Axial Compressive Strain Stabilized High Spin State of Mn 3+ Enables High‐Performance Aqueous Zinc‐Ion Battery

ABSTRACT Aqueous zinc‐ion batteries (AZIBs) are promising candidates for grid‐scale energy storage owing to their intrinsic safety, low‐cost, and environmental benignity. Manganese dioxide (MnO 2 ) cathodes, in particular, offer high theoretical capacity and natural abundance but suffer from irreversible Jahn–Teller distortion induced by Mn 3+ species and subsequent manganese dissolution, leading to severe capacity degradation. Herein, we propose an innovative axial compressive strain engineering strategy to tackle this challenge via the substitution of O 2− with highly electronegative F − anions in the MnO 2 lattice. This deliberate anion doping effectively shortens the axial Mn‐O bond, thereby directly suppressing the Jahn–Teller distortion. More profoundly, the incorporation of F − ions disrupts the lone electron occupancy in the e g orbital. During the battery discharge process, the electron configuration transitions from the high‐spin t 2g 3 e g 1 state to the more stable t 2g 3 e g 2 configuration, which stabilizes the Mn 3+ state and drastically inhibits Mn dissolution.

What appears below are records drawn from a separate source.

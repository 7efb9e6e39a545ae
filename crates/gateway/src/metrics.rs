use opentelemetry::{
    KeyValue, global,
    metrics::{Counter, Histogram},
};
use std::time::Duration;

/// Predict pipeline instruments, registered on the global meter.
///
/// Without an OTLP endpoint the global provider is a no-op and recording
/// costs nothing.
#[derive(Clone)]
pub struct PredictMetrics {
    duration: Histogram<f64>,
    requests: Counter<u64>,
    failures: Counter<u64>,
    detections: Counter<u64>,
}

impl PredictMetrics {
    pub fn new(meter_name: &'static str) -> Self {
        let meter = global::meter(meter_name);
        let latency_buckets = [
            0.05, 0.1, 0.2, 0.3, 0.5, 0.75, 1.0, 1.5, 2.0, 3.0, 5.0, 10.0, 30.0, 60.0,
        ];

        Self {
            duration: meter
                .f64_histogram("predict_duration_seconds")
                .with_description("Time to serve a predict request (upload + detect + format)")
                .with_unit("s")
                .with_boundaries(latency_buckets.to_vec())
                .build(),
            requests: meter
                .u64_counter("predict_requests_total")
                .with_description("Total predict requests received")
                .build(),
            failures: meter
                .u64_counter("predict_failures_total")
                .with_description("Predict requests that did not return 200")
                .build(),
            detections: meter
                .u64_counter("detections_total")
                .with_description("Total detections returned")
                .build(),
        }
    }

    pub fn record_success(&self, elapsed: Duration, detections: usize) {
        self.requests.add(1, &[]);
        self.duration
            .record(elapsed.as_secs_f64(), &[KeyValue::new("outcome", "success")]);
        self.detections.add(detections as u64, &[]);
    }

    pub fn record_failure(&self, elapsed: Duration, kind: &'static str) {
        self.requests.add(1, &[]);
        self.duration
            .record(elapsed.as_secs_f64(), &[KeyValue::new("outcome", "failure")]);
        self.failures.add(1, &[KeyValue::new("kind", kind)]);
    }
}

As a result, the F‐doped MnO 2 (F‐MnO 2 ) cathode delivers exceptional cycling stability, retaining 81% of its initial capacity after 1000 cycles at 2 A g −1 . This work not only demonstrates an effective cathode material but also provides fundamental insights into stabilizing crystal structures of manganese oxides for advanced energy storage technologies.